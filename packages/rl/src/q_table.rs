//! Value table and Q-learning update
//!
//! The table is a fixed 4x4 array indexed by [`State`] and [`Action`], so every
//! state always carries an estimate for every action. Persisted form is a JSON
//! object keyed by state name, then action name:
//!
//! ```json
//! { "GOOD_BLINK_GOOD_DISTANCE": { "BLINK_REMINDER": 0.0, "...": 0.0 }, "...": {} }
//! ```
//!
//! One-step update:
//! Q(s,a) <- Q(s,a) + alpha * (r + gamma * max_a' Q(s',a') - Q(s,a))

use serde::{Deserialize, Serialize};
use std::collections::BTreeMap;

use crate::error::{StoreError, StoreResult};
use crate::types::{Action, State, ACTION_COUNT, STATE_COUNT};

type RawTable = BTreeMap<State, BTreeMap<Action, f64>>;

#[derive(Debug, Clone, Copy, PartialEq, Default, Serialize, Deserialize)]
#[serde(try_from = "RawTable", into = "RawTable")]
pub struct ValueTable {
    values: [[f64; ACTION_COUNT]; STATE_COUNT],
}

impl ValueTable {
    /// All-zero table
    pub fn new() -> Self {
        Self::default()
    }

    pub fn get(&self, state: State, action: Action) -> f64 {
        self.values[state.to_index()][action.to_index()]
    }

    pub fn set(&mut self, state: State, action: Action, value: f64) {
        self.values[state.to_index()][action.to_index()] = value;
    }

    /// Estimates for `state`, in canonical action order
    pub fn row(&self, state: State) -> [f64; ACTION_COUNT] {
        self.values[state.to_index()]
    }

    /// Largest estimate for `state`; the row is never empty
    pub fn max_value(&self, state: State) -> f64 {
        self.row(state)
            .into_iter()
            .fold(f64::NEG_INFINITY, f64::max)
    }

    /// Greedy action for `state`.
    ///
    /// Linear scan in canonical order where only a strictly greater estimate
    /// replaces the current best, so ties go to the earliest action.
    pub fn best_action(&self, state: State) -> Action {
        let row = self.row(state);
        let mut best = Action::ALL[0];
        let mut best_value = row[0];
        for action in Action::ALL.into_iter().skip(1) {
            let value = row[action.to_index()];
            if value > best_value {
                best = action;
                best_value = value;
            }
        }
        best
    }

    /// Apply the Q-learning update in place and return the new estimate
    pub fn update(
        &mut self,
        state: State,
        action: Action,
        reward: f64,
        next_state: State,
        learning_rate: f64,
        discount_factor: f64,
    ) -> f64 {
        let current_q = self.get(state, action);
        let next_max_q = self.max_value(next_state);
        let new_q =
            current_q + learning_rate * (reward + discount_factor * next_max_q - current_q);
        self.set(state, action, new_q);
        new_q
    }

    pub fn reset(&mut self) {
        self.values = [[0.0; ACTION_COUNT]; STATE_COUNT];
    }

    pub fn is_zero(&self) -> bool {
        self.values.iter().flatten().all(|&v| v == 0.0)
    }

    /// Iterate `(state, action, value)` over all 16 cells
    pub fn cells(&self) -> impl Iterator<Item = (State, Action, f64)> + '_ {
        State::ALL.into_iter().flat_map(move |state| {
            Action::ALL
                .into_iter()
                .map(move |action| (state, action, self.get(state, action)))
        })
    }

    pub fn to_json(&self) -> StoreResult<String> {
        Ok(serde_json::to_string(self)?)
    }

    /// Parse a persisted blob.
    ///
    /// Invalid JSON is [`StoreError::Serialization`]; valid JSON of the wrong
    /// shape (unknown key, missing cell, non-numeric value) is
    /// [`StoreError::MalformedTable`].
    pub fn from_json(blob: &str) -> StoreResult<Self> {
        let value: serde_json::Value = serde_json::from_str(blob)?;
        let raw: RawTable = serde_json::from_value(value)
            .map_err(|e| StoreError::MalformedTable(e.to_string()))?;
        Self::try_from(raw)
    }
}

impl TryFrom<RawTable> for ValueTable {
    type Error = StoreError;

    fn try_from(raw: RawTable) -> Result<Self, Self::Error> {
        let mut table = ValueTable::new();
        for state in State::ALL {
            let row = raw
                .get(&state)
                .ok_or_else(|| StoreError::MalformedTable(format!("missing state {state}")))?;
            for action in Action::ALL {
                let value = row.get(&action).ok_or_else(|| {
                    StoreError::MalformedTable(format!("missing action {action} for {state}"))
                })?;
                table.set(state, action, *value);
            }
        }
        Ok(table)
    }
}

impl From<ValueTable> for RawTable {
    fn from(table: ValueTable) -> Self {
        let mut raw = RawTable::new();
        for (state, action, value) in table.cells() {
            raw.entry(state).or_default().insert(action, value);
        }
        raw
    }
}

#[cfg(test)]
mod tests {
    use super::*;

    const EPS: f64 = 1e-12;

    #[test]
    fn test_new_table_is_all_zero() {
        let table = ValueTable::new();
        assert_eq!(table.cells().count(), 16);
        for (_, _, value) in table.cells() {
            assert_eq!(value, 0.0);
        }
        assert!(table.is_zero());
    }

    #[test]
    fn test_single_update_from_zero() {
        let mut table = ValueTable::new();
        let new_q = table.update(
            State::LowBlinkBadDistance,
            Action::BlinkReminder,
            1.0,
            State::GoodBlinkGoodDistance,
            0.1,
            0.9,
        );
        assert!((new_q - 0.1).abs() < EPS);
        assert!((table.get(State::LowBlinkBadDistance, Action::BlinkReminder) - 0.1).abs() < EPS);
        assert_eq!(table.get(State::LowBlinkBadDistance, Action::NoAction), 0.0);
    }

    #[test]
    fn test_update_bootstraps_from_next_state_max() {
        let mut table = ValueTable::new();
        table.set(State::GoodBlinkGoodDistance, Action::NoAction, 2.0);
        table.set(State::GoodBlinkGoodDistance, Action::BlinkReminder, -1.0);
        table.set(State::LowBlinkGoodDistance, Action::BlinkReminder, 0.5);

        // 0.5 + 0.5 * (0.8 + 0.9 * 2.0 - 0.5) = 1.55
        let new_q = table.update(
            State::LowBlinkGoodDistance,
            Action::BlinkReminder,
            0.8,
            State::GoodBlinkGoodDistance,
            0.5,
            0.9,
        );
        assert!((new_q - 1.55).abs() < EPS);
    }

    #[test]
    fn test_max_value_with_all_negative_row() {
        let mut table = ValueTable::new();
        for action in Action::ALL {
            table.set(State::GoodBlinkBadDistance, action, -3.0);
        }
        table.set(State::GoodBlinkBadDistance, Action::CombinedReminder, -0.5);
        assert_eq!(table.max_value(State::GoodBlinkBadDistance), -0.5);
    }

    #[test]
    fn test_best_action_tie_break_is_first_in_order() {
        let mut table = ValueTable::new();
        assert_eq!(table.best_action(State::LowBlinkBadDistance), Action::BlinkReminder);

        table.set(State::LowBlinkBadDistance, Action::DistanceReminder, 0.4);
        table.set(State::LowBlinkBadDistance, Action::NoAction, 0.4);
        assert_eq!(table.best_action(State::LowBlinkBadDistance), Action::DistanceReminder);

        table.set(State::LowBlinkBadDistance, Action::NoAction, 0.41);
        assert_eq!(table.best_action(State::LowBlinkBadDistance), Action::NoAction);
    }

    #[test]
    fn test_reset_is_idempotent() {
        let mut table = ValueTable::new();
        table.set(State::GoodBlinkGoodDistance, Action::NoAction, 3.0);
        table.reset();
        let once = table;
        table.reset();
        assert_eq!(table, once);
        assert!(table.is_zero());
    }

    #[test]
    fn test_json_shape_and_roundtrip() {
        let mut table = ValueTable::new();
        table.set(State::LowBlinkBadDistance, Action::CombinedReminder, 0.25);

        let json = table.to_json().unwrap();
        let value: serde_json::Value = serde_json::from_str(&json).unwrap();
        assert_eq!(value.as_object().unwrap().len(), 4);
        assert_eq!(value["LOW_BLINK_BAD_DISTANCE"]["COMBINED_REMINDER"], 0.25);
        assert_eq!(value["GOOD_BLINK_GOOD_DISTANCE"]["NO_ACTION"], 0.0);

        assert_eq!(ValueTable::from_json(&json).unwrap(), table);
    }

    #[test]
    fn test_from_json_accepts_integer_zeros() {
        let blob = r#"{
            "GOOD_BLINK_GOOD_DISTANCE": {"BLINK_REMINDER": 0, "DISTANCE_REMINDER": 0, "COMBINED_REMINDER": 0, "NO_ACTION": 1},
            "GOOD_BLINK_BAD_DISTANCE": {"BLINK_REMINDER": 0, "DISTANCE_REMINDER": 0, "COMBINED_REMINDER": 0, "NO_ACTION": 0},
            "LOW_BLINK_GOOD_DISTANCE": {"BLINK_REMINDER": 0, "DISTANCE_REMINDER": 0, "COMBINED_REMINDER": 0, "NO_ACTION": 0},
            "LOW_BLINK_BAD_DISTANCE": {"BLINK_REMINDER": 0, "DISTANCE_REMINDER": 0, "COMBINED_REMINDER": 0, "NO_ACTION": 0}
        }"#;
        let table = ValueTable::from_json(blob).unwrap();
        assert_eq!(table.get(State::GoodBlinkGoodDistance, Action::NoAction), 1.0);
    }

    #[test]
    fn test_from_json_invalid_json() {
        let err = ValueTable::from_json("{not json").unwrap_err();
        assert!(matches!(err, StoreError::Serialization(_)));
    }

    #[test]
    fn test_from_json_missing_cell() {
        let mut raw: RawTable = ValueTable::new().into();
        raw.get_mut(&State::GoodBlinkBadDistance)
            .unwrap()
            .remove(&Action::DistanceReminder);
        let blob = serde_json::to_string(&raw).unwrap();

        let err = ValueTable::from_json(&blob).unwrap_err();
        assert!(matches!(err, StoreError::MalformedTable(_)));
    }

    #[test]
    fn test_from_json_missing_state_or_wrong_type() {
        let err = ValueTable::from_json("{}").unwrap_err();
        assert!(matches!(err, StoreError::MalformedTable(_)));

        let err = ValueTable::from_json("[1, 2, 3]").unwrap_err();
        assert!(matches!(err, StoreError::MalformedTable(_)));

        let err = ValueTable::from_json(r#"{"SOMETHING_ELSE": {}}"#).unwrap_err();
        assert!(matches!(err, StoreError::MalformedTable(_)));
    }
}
■ ■ ■ ■ ■
§ WORK ORDER: Working through the records, copy each line in which the word "cells" appears.

§ EXERCISE RESULT:
    /// Iterate `(state, action, value)` over all 16 cells
    pub fn cells(&self) -> impl Iterator<Item = (State, Action, f64)> + '_ {
        for (state, action, value) in table.cells() {
        assert_eq!(table.cells().count(), 16);
        for (_, _, value) in table.cells() {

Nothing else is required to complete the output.